I had word yesterday that he died of cancer on Friday. A lot of people loved him over the course of his life, including me. It was a long, long time ago, half my lifetime, but I am not forgetful.
I know there are some people who stay put, more or less, in the place where they were born. They hang about, in general, with the same people all their lives. A lot of the people I went to school with still live in BC; most of them still live on the Island.
I left them all behind. Have, in fact, left a trail of people behind me that is now 6000 miles long. When I look back on my teens and childhood, it is almost like remembering a film or a book I read once. Like something that happened to someone else. In my mind, these old friends of mine will forever be 17, 22, 25...no matter what happens to me. No wonder I always have a strange feeling as though I am a replicant, grown in a vat and implanted with false memories.
I can say one thing for death, though, it makes you remember that you really exist.
But I have to say, I'm getting pretty sick of effing cancer. Nearly all the people who have died, whom I have loved in life, have been taken by cancer.
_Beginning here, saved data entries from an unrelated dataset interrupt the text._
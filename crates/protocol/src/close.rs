//! Close-condition records for the transport connection.

use serde::{Deserialize, Serialize};

/// Normal closure, the close handshake completed.
pub const CLOSE_NORMAL: u16 = 1000;
/// Endpoint going away (server shutdown, browser navigation).
pub const CLOSE_GOING_AWAY: u16 = 1001;
/// Abnormal closure: the connection dropped without a close frame.
pub const CLOSE_ABNORMAL: u16 = 1006;

/// Reason substituted when an abnormal closure carries no reason of its own.
pub const ABNORMAL_CLOSE_REASON: &str = "Abnormal closure (no close frame received)";

/// The last observed close condition for a connection.
///
/// Any close code the server sends is stored verbatim; only a bare 1006
/// (no close frame at all) gets [`ABNORMAL_CLOSE_REASON`] substituted so
/// consumers always see a descriptive record.
#[derive(Debug, Clone, PartialEq, Eq, Serialize, Deserialize)]
pub struct CloseInfo {
    pub code: u16,
    pub reason: String,
    pub was_clean: bool,
}

impl CloseInfo {
    /// Build a close record, substituting the descriptive default reason for
    /// a bare abnormal closure.
    pub fn new(code: u16, reason: impl Into<String>, was_clean: bool) -> Self {
        let mut reason = reason.into();
        if code == CLOSE_ABNORMAL && reason.is_empty() {
            reason = ABNORMAL_CLOSE_REASON.to_string();
        }
        Self {
            code,
            reason,
            was_clean,
        }
    }

    /// Close record for a connection lost without a close frame.
    pub fn abnormal(reason: impl Into<String>) -> Self {
        Self::new(CLOSE_ABNORMAL, reason, false)
    }

    /// Close record for an intentional, clean shutdown.
    pub fn normal() -> Self {
        Self::new(CLOSE_NORMAL, "Normal closure", true)
    }
}
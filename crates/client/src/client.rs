//! The transport client: owns at most one live socket, demultiplexes the
//! inbound message stream, and reports connection lifecycle events.

use std::sync::atomic::{AtomicBool, AtomicU64, AtomicU8, Ordering};
use std::sync::{Arc, Mutex, MutexGuard, PoisonError};

use futures_util::stream::{SplitSink, SplitStream};
use futures_util::{SinkExt, StreamExt};
use serde_json::Value;
use tokio::net::TcpStream;
use tokio::sync::{mpsc, Notify};
use tokio::time::timeout;
use tokio_tungstenite::tungstenite::protocol::CloseFrame;
use tokio_tungstenite::tungstenite::Message;
use tokio_tungstenite::{connect_async, MaybeTlsStream, WebSocketStream};

use gridfall_protocol::{CloseInfo, Envelope};

use crate::backoff::BackoffState;
use crate::config::{join_endpoint, ClientConfig, ReconnectPolicy};
use crate::error::ClientError;
use crate::registry::{HandlerId, HandlerRegistry};
use crate::state::ConnectionState;

type WsStream = WebSocketStream<MaybeTlsStream<TcpStream>>;

/// Outbound messages are buffered through a bounded channel to the write task.
const OUTBOUND_CHANNEL_CAPACITY: usize = 32;

/// Recover a guard from a poisoned mutex. The protected data is plain state
/// that stays valid across a panicking handler.
fn lock<T>(mutex: &Mutex<T>) -> MutexGuard<'_, T> {
    mutex.lock().unwrap_or_else(PoisonError::into_inner)
}

struct ClientInner {
    config: ClientConfig,
    state: AtomicU8,
    state_changed: Notify,
    /// Monotonic connection counter; read tasks from stale connections bail
    /// out instead of clobbering the current connection's state.
    generation: AtomicU64,
    url: Mutex<Option<String>>,
    last_close: Mutex<Option<CloseInfo>>,
    registry: Mutex<HandlerRegistry>,
    writer: Mutex<Option<mpsc::Sender<String>>>,
    intentional_disconnect: AtomicBool,
}

/// Transport client for the game server connection.
///
/// At most one underlying socket exists per client at a time; `connect` calls
/// made while an attempt is in flight coalesce onto that attempt. Handler
/// registrations are owned by the client, not the socket, so they survive
/// reconnects.
///
/// Cloning is cheap (`Arc` internally); the production composition root holds
/// one instance for the process lifetime and hands clones to the UI modules.
#[derive(Clone)]
pub struct GameClient {
    inner: Arc<ClientInner>,
}
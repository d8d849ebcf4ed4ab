//! The `{type, payload}` message envelope exchanged over the socket.

use serde::{Deserialize, Serialize};
use serde_json::Value;

/// Wire-level shape of every application message.
///
/// `kind` (serialized as `type`) is the routing key for handler dispatch.
/// `payload` is an opaque JSON value handed to subscribers undecoded; a
/// missing payload deserializes to `Value::Null`.
#[derive(Debug, Clone, PartialEq, Serialize, Deserialize)]
pub struct Envelope {
    #[serde(rename = "type")]
    pub kind: String,
    #[serde(default)]
    pub payload: Value,
}

impl Envelope {
    pub fn new(kind: impl Into<String>, payload: Value) -> Self {
        Self {
            kind: kind.into(),
            payload,
        }
    }
}
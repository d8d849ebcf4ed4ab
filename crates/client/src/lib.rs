//! Gridfall Client - realtime transport client for the game server connection.
//!
//! Owns at most one websocket connection to the game server and demultiplexes
//! the inbound `{type, payload}` stream to typed subscribers. UI modules
//! (chat panel, map panel, action bar) consume this crate through
//! [`GameClient`]; they never touch the socket directly.
//!
//! ```rust,ignore
//! let client = GameClient::new(ClientConfig::from_env());
//!
//! client.on_message_type("chat_message", |payload| {
//!     // render the chat line
//! });
//! client.on_disconnect(|info| {
//!     tracing::warn!("lost connection: {} ({})", info.code, info.reason);
//! });
//!
//! let path = client.test_connectivity(None).await;
//! if client.connect(None, path.as_deref()).await {
//!     client.send("player_action", serde_json::json!({"action": "move"}));
//! }
//! ```

mod backoff;
mod client;
mod config;
mod error;
mod registry;
mod state;

pub use client::GameClient;
pub use config::{
    BackoffPolicy, ClientConfig, ReconnectPolicy, DEFAULT_CANDIDATE_PATHS, DEFAULT_SERVER_PORT,
    DEFAULT_SERVER_URL,
};
pub use error::ClientError;
pub use registry::HandlerId;
pub use state::ConnectionState;

// Wire types, re-exported so consumers need only this crate.
pub use gridfall_protocol::{CloseInfo, Envelope};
Joan Reid, my mother's gentle friend
my grandfather, Norman White
and now Jon.
Death, be not proud, though some have called thee
Mighty and dreadful, for thou are not so;
For those whom thou think'st thou dost overthrow
Die not, poor Death, nor yet canst thou kill me.
From rest and sleep, which but thy pictures be,
Much pleasure; then from thee much more must flow,
And soonest our best men with thee do go,
Rest of their bones, and soul's delivery.
Thou'art slave to fate, chance, kings, and desperate men,
And dost with poison, war, and sickness dwell,
And poppy'or charms can make us sleep as well
And better than thy stroke; why swell'st thou then?
One short sleep past, we wake eternally,
And death shall be no more; Death, thou shalt die.